** PROVIDED DATA follows **

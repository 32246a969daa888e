//! Error types for scenario execution

use thiserror::Error;

#[derive(Error, Debug)]
pub enum E2eError {
    #[error("Session setup failed: {0}")]
    Setup(String),

    #[error("Driver error: {0}")]
    Driver(String),

    #[error("Element not found: {locator} ({observed})")]
    NotFound { locator: String, observed: String },

    #[error("Stale element: {0}")]
    StaleElement(String),

    #[error("Element not interactable: {locator} ({observed})")]
    ElementNotInteractable { locator: String, observed: String },

    #[error("{}expected {expected}; observed {observed}", prefix(.message))]
    AssertionFailed {
        message: Option<String>,
        expected: String,
        observed: String,
    },

    #[error("Timeout after {waited_ms} ms waiting for: {what}")]
    TimedOut { what: String, waited_ms: u64 },

    #[error("Scenario budget of {budget_ms} ms exhausted")]
    BudgetExhausted { budget_ms: u64 },

    #[error("Scenario parse error: {0}")]
    ScenarioParse(String),

    #[error("Invalid configuration: {0}")]
    InvalidConfig(String),

    #[error("IO error: {0}")]
    Io(#[from] std::io::Error),

    #[error("JSON error: {0}")]
    Json(#[from] serde_json::Error),

    #[error("YAML error: {0}")]
    Yaml(#[from] serde_yaml::Error),

    #[error("TOML error: {0}")]
    Toml(#[from] toml::de::Error),

    #[error("Config error: {0}")]
    Config(#[from] ::config::ConfigError),

    #[error("HTTP error: {0}")]
    Http(#[from] reqwest::Error),
}

fn prefix(message: &Option<String>) -> String {
    match message {
        Some(m) => format!("Assertion failed: {}: ", m),
        None => "Assertion failed: ".to_string(),
    }
}

impl E2eError {
    /// Errors that mean "could not test" rather than "test failed".
    pub fn is_environmental(&self) -> bool {
        matches!(self, E2eError::Setup(_) | E2eError::BudgetExhausted { .. })
    }

    pub fn is_stale(&self) -> bool {
        matches!(self, E2eError::StaleElement(_))
    }

    /// Read errors a later poll can recover from: frames detach and
    /// elements re-render while the page reflows.
    pub fn is_transient(&self) -> bool {
        matches!(self, E2eError::Driver(_) | E2eError::StaleElement(_))
    }
}

pub type E2eResult<T> = Result<T, E2eError>;

#[cfg(test)]
mod tests {
    use super::*;

    #[test]
    fn test_assertion_message_is_verbatim() {
        let err = E2eError::AssertionFailed {
            message: Some("dashboard did not load".to_string()),
            expected: "text \"Dashboard\" visible".to_string(),
            observed: "no match".to_string(),
        };
        assert_eq!(
            err.to_string(),
            "Assertion failed: dashboard did not load: expected text \"Dashboard\" visible; observed no match"
        );
    }

    #[test]
    fn test_environmental_classification() {
        assert!(E2eError::Setup("no chromedriver".into()).is_environmental());
        assert!(E2eError::BudgetExhausted { budget_ms: 10 }.is_environmental());
        assert!(!E2eError::StaleElement("x".into()).is_environmental());
        assert!(!E2eError::TimedOut { what: "x".into(), waited_ms: 1 }.is_environmental());
    }
}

** End of PROVIDED DATA **

» **PROBLEM DESCRIPTION**
Repeat the records above exactly, leaving none out.

» **WRITTEN ANSWER**
repository 32246a969daa888e
//! Error types for scenario execution

use thiserror::Error;

#[derive(Error, Debug)]
pub enum E2eError {
    #[error("Session setup failed: {0}")]
    Setup(String),

    #[error("Driver error: {0}")]
    Driver(String),

    #[error("Element not found: {locator} ({observed})")]
    NotFound { locator: String, observed: String },

    #[error("Stale element: {0}")]
    StaleElement(String),

    #[error("Element not interactable: {locator} ({observed})")]
    ElementNotInteractable { locator: String, observed: String },

    #[error("{}expected {expected}; observed {observed}", prefix(.message))]
    AssertionFailed {
        message: Option<String>,
        expected: String,
        observed: String,
    },

    #[error("Timeout after {waited_ms} ms waiting for: {what}")]
    TimedOut { what: String, waited_ms: u64 },

    #[error("Scenario budget of {budget_ms} ms exhausted")]
    BudgetExhausted { budget_ms: u64 },

    #[error("Scenario parse error: {0}")]
    ScenarioParse(String),

    #[error("Invalid configuration: {0}")]
    InvalidConfig(String),

    #[error("IO error: {0}")]
    Io(#[from] std::io::Error),

    #[error("JSON error: {0}")]
    Json(#[from] serde_json::Error),

    #[error("YAML error: {0}")]
    Yaml(#[from] serde_yaml::Error),

    #[error("TOML error: {0}")]
    Toml(#[from] toml::de::Error),

    #[error("Config error: {0}")]
    Config(#[from] ::config::ConfigError),

    #[error("HTTP error: {0}")]
    Http(#[from] reqwest::Error),
}

fn prefix(message: &Option<String>) -> String {
    match message {
        Some(m) => format!("Assertion failed: {}: ", m),
        None => "Assertion failed: ".to_string(),
    }
}

impl E2eError {
    /// Errors that mean "could not test" rather than "test failed".
    pub fn is_environmental(&self) -> bool {
        matches!(self, E2eError::Setup(_) | E2eError::BudgetExhausted { .. })
    }

    pub fn is_stale(&self) -> bool {
        matches!(self, E2eError::StaleElement(_))
    }

    /// Read errors a later poll can recover from: frames detach and
    /// elements re-render while the page reflows.
    pub fn is_transient(&self) -> bool {
        matches!(self, E2eError::Driver(_) | E2eError::StaleElement(_))
    }
}

pub type E2eResult<T> = Result<T, E2eError>;

#[cfg(test)]
mod tests {
    use super::*;

    #[test]
    fn test_assertion_message_is_verbatim() {
        let err = E2eError::AssertionFailed {
            message: Some("dashboard did not load".to_string()),
            expected: "text \"Dashboard\" visible".to_string(),
            observed: "no match".to_string(),
        };
        assert_eq!(
            err.to_string(),
            "Assertion failed: dashboard did not load: expected text \"Dashboard\" visible; observed no match"
        );
    }

    #[test]
    fn test_environmental_classification() {
        assert!(E2eError::Setup("no chromedriver".into()).is_environmental());
        assert!(E2eError::BudgetExhausted { budget_ms: 10 }.is_environmental());
        assert!(!E2eError::StaleElement("x".into()).is_environmental());
        assert!(!E2eError::TimedOut { what: "x".into(), waited_ms: 1 }.is_environmental());
    }
}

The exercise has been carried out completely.